When I founded Studio10, my motivation was exactly this – to make changes in a beauty industry that was overlooking the unique makeup/skincare needs and desires of mature women. But – while we have created a brand that fits into this gap, Johnson highlights a valid concern; she feels “aged out of the makeup conversation …” And she’s still only in her thirties! What about the 40-plus demographic?
Johnson says: “Yes – there have always been products and brands marketed to women looking to “turn back time”, but few (if any) were declared to be specifically for women over 40. To avoid alienating younger shoppers, the marketing was very much “this cream helps combat [insert thing that happens to ageing skin here], but our brand is for everyone” – even if you really don’t need it.”
She makes a good point. Where are the products on shelves that specifically target women over the age of 40, that actually address the needs of women as they begin to mature, but that equally “don’t make ageing their point of differentiation”? Johnson asks: “Where are the products that have the same flair as exciting new Gen Z brands?”

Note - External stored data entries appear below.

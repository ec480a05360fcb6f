use std::fmt;
use std::rc::Rc;

use crate::diag::Position;
use crate::interner::Symbol;

/// Lexical category of a `Token`.
#[derive(Debug, PartialEq, Eq, Clone, Copy, Hash)]
pub enum TokenKind {
    // Punctuation
    LeftParen,
    RightParen,
    LeftBrace,
    RightBrace,
    Comma,
    Dot,
    Minus,
    Plus,
    Semicolon,
    Slash,
    Star,

    // One or two character operators
    Bang,
    BangEqual,
    Equal,
    EqualEqual,
    Greater,
    GreaterEqual,
    Less,
    LessEqual,

    // Literals
    Identifier,
    String,
    Number,

    // Keywords
    And,
    Class,
    Else,
    False,
    For,
    Fun,
    If,
    Nil,
    Or,
    Print,
    Return,
    Super,
    This,
    True,
    Var,
    While,

    Eof,
}

impl TokenKind {
    /// Keywords that may begin a statement.  The parser resynchronizes on these after an error.
    pub fn starts_statement(self) -> bool {
        matches!(
            self,
            TokenKind::Class
                | TokenKind::Fun
                | TokenKind::Var
                | TokenKind::For
                | TokenKind::If
                | TokenKind::While
                | TokenKind::Print
                | TokenKind::Return
        )
    }
}

impl fmt::Display for TokenKind {
    fn fmt(&self, f: &mut fmt::Formatter<'_>) -> fmt::Result {
        let s = match self {
            TokenKind::LeftParen => "(",
            TokenKind::RightParen => ")",
            TokenKind::LeftBrace => "{",
            TokenKind::RightBrace => "}",
            TokenKind::Comma => ",",
            TokenKind::Dot => ".",
            TokenKind::Minus => "-",
            TokenKind::Plus => "+",
            TokenKind::Semicolon => ";",
            TokenKind::Slash => "/",
            TokenKind::Star => "*",
            TokenKind::Bang => "!",
            TokenKind::BangEqual => "!=",
            TokenKind::Equal => "=",
            TokenKind::EqualEqual => "==",
            TokenKind::Greater => ">",
            TokenKind::GreaterEqual => ">=",
            TokenKind::Less => "<",
            TokenKind::LessEqual => "<=",
            TokenKind::Identifier => "identifier",
            TokenKind::String => "string",
            TokenKind::Number => "number",
            TokenKind::And => "and",
            TokenKind::Class => "class",
            TokenKind::Else => "else",
            TokenKind::False => "false",
            TokenKind::For => "for",
            TokenKind::Fun => "fun",
            TokenKind::If => "if",
            TokenKind::Nil => "nil",
            TokenKind::Or => "or",
            TokenKind::Print => "print",
            TokenKind::Return => "return",
            TokenKind::Super => "super",
            TokenKind::This => "this",
            TokenKind::True => "true",
            TokenKind::Var => "var",
            TokenKind::While => "while",
            TokenKind::Eof => "EOF",
        };
        f.write_str(s)
    }
}

/// Decoded value of a NUMBER or STRING token.
#[derive(Debug, PartialEq, Clone)]
pub enum Literal {
    Number(f64),
    Str(Rc<str>),
}

/// "Words" produced by `Scanner`.
#[derive(Debug, PartialEq, Clone)]
pub struct Token {
    pub kind: TokenKind,
    /// Exact source text of the token.
    pub lexeme: Symbol,
    pub literal: Option<Literal>,
    pub line: Position,
}

impl Token {
    pub fn new(kind: TokenKind, lexeme: Symbol, literal: Option<Literal>, line: Position) -> Token {
        Token {
            kind,
            lexeme,
            literal,
            line,
        }
    }
}

impl fmt::Display for Token {
    fn fmt(&self, f: &mut fmt::Formatter<'_>) -> fmt::Result {
        match &self.literal {
            Some(Literal::Number(n)) => write!(f, "{} {} {}", self.kind, self.lexeme, n),
            Some(Literal::Str(s)) => write!(f, "{} {} {}", self.kind, self.lexeme, s),
            None => write!(f, "{} {}", self.kind, self.lexeme),
        }
    }
}
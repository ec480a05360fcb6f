//! A tree-walking interpreter for a subset of the Lox language.
//!
//! See [Crafting Interpreters](https://craftinginterpreters.com/).
//!
//! Source text goes through three stages, each run to completion before the next starts:
//! the scanner produces tokens, the parser builds a syntax tree and the evaluator walks it.
//! Lexical and syntax errors are collected rather than raised, so one run reports all of them;
//! any such error prevents evaluation.
//!
//! # Examples
//!
//! See [`crate::interpreter::Interpreter`].
//!
//! # Limitations
//!
//! - No user-defined functions, closures or classes.  `fun`, `return`, `class`, `this` and
//! `super` are reserved but rejected by the parser.
//! - The only callable is the native `clock()`.
//! - Nothing bounds loops: `while (true) {}` runs forever.
//! - Parsing and evaluation recurse on the native stack, so very deeply nested expressions
//! (thousands of `(` or unary `-`) overflow it and abort the process.

#![warn(rust_2018_idioms)]
#![warn(missing_debug_implementations)]

pub mod ast;
pub mod diag;
pub mod interpreter;
pub mod value;

mod ctx;
mod env;
mod eval;
mod interner;
mod parser;
mod printer;
mod scanner;
mod token;

pub use eval::RuntimeError;
pub use interner::Symbol;
pub use token::{Literal, Token, TokenKind};
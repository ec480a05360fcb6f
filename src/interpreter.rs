//! API to control the interpreter.

use std::error::Error;
use std::fmt;
use std::io::prelude::*;
use std::rc::Rc;

use tracing::debug;

use crate::ast::Stmt;
use crate::ctx::Context;
use crate::diag::Diagnostics;
use crate::eval::{Evaluator, RuntimeError};
use crate::parser::Parser;
use crate::scanner::Scanner;

/// Tree-walk interpreter.
///
/// Scans, parses and evaluates source text.  Variables defined by one call to `run` remain
/// visible to later calls, which is what the REPL relies on.
///
/// # Example
///
/// ```
/// # use walox::interpreter::{Interpreter, LoxError};
///
/// let mut output: Vec<u8> = Vec::new();
/// let mut interp = Interpreter::new(&mut output);
///
/// interp.run("var greeting = \"hello\";")?;
/// interp.run("{ var greeting = \"shadowed\"; } print greeting + \" world\";")?;
///
/// drop(interp);
/// assert_eq!(output, b"hello world\n");
/// # Ok::<(), LoxError>(())
/// ```
#[derive(Debug)]
pub struct Interpreter<'t, W: Write> {
    ctx: Rc<Context>,
    evaluator: Evaluator<'t, W>,
    interactive: bool,
}

/// Errors the interpreter can raise.
#[derive(Debug)]
pub enum LoxError {
    /// Lexical or syntax errors.  Nothing was evaluated.
    Static(Diagnostics),

    /// Error occurring during evaluation.  Output printed before the error stays printed.
    Runtime(RuntimeError),
}

impl LoxError {
    /// Process exit status for the error, following the BSD `sysexits` convention.
    pub fn exit_code(&self) -> i32 {
        match self {
            LoxError::Static(_) => 65,
            LoxError::Runtime(_) => 70,
        }
    }
}

impl fmt::Display for LoxError {
    fn fmt(&self, f: &mut fmt::Formatter<'_>) -> fmt::Result {
        match self {
            LoxError::Static(diags) => write!(f, "{}", diags),
            LoxError::Runtime(e) => write!(f, "runtime error: {}", e),
        }
    }
}

impl Error for LoxError {
    fn source(&self) -> Option<&(dyn Error + 'static)> {
        match self {
            LoxError::Static(diags) => Some(diags),
            LoxError::Runtime(e) => Some(e),
        }
    }
}

impl From<RuntimeError> for LoxError {
    fn from(e: RuntimeError) -> LoxError {
        LoxError::Runtime(e)
    }
}

impl From<Diagnostics> for LoxError {
    fn from(diags: Diagnostics) -> LoxError {
        LoxError::Static(diags)
    }
}

impl<W: Write> Interpreter<'_, W> {
    pub fn new(output: &mut W) -> Interpreter<'_, W> {
        let ctx = Context::new();
        Interpreter {
            ctx: ctx.clone(),
            evaluator: Evaluator::new(output, ctx),
            interactive: false,
        }
    }

    /// In interactive mode the value of a trailing expression statement is echoed to the output.
    pub fn interactive(mut self, interactive: bool) -> Self {
        self.interactive = interactive;
        self
    }

    /// Scans and parses `source` without running it.
    pub fn parse(&self, source: &str) -> Result<Vec<Stmt>, LoxError> {
        let mut diags = Diagnostics::new();
        let tokens = Scanner::new(source, self.ctx.clone()).scan(&mut diags);
        if diags.has_errors() {
            return Err(LoxError::Static(diags));
        }
        match Parser::new(tokens, &mut diags).parse() {
            Some(prg) => Ok(prg),
            None => Err(LoxError::Static(diags)),
        }
    }

    /// Evaluates statements previously returned by `parse`.
    pub fn execute(&mut self, prg: &[Stmt]) -> Result<(), LoxError> {
        self.evaluator.interpret(prg, self.interactive)?;
        Ok(())
    }

    /// Scans, parses and evaluates `source`.
    pub fn run(&mut self, source: &str) -> Result<(), LoxError> {
        debug!(bytes = source.len(), "run");
        let prg = self.parse(source)?;
        self.execute(&prg)
    }
}
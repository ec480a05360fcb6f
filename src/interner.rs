//! String interner.
//!
//! Every lexeme produced by the scanner goes through here, so identifiers with the same spelling
//! share one allocation and can be compared by address.

use std::borrow::Borrow;
use std::collections::HashSet;
use std::fmt;
use std::hash::{Hash, Hasher};
use std::rc::Rc;

/// Owns the set of known symbols.
#[derive(Debug, Default)]
pub struct Interner {
    symbols: HashSet<Symbol>,
}

impl Interner {
    pub fn new() -> Interner {
        Interner::default()
    }

    /// Returns the symbol spelled `name`, creating it on first use.
    pub fn intern(&mut self, name: &str) -> Symbol {
        if let Some(sym) = self.symbols.get(name) {
            return sym.clone();
        }
        let sym = Symbol(Rc::from(name));
        self.symbols.insert(sym.clone());
        sym
    }
}

/// An immutable interned string.
///
/// Two symbols from the same `Interner` are equal if and only if they share storage, so equality
/// is a pointer comparison.  Symbols from different interners never compare equal.
#[derive(Debug, Clone)]
pub struct Symbol(Rc<str>);

impl Symbol {
    pub fn as_str(&self) -> &str {
        &self.0
    }
}

impl Borrow<str> for Symbol {
    fn borrow(&self) -> &str {
        &self.0
    }
}

// Must agree with `str`'s hash for the `Borrow<str>` lookup in `Interner::intern`.
impl Hash for Symbol {
    fn hash<H: Hasher>(&self, state: &mut H) {
        self.0.hash(state)
    }
}

impl PartialEq for Symbol {
    fn eq(&self, other: &Self) -> bool {
        Rc::ptr_eq(&self.0, &other.0)
    }
}

impl Eq for Symbol {}

impl fmt::Display for Symbol {
    fn fmt(&self, f: &mut fmt::Formatter<'_>) -> fmt::Result {
        f.write_str(&self.0)
    }
}

#[cfg(test)]
mod tests {
    use super::*;

    #[test]
    fn intern_keeps_spelling() {
        let mut interner = Interner::new();
        assert_eq!(interner.intern("answer").as_str(), "answer");
    }

    #[test]
    fn same_spelling_is_shared() {
        let mut interner = Interner::new();
        let a = interner.intern("x");
        let b = interner.intern("x");
        assert_eq!(a, b);
    }

    #[test]
    fn different_spellings_differ() {
        let mut interner = Interner::new();
        assert_ne!(interner.intern("x"), interner.intern("y"));
    }

    #[test]
    fn interners_do_not_share_symbols() {
        let mut first = Interner::new();
        let mut second = Interner::new();
        assert_ne!(first.intern("x"), second.intern("x"));
    }
}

Where indeed – particularly when you consider that midlife women make up a significant proportion of the consumer market for makeup and skincare products, AND with more income than younger generations that they are prepared to spend. Johnson argues that 40-plus women are likely to benefit more from beauty products than most 20-year-olds, and yet she feels “left behind by a beauty industry she loves” at a time when she has “more disposable income to spend on pricier products”.
Johnson sees a glaring gap in the market for the 40-plus demographic – and where advertising does give a nod to this age group, she feels it’s tokenised, with “dull and stuffy” brand images that most women in this bracket will struggle to identify with. She highlights a 2019 study that showed women of all ages investing time and money in beauty and, as we know all too well here at Studio10, this isn’t something that starts to take a back seat as we age. If anything – we invest more.
So what can we do about this? How do we discover brands that aren’t notably specific to the 40-plus bracket, that don’t fall into the well-advertised older woman category, but that include products suited to skin as it starts to mature? Advertising for sure needs to change. Where there are plenty of older models and celebrities now promoting products for mature skin, there is a definite lack of 40 plus faces. And branding image needs to be more creative, lively and sassy, with as many options out there for these women in their 40s as they had in their 20s and 30s.
Johnson says: “We’re living in a unique era when women now entering their 40s and 50s have had access to platforms like YouTube since their 20s and 30s. They spent time and money buying into what their favourite content creator promoted. As they age they’re still willing to be influenced into making a purchase, and they want the same number of options they used to have ...” Says it all really.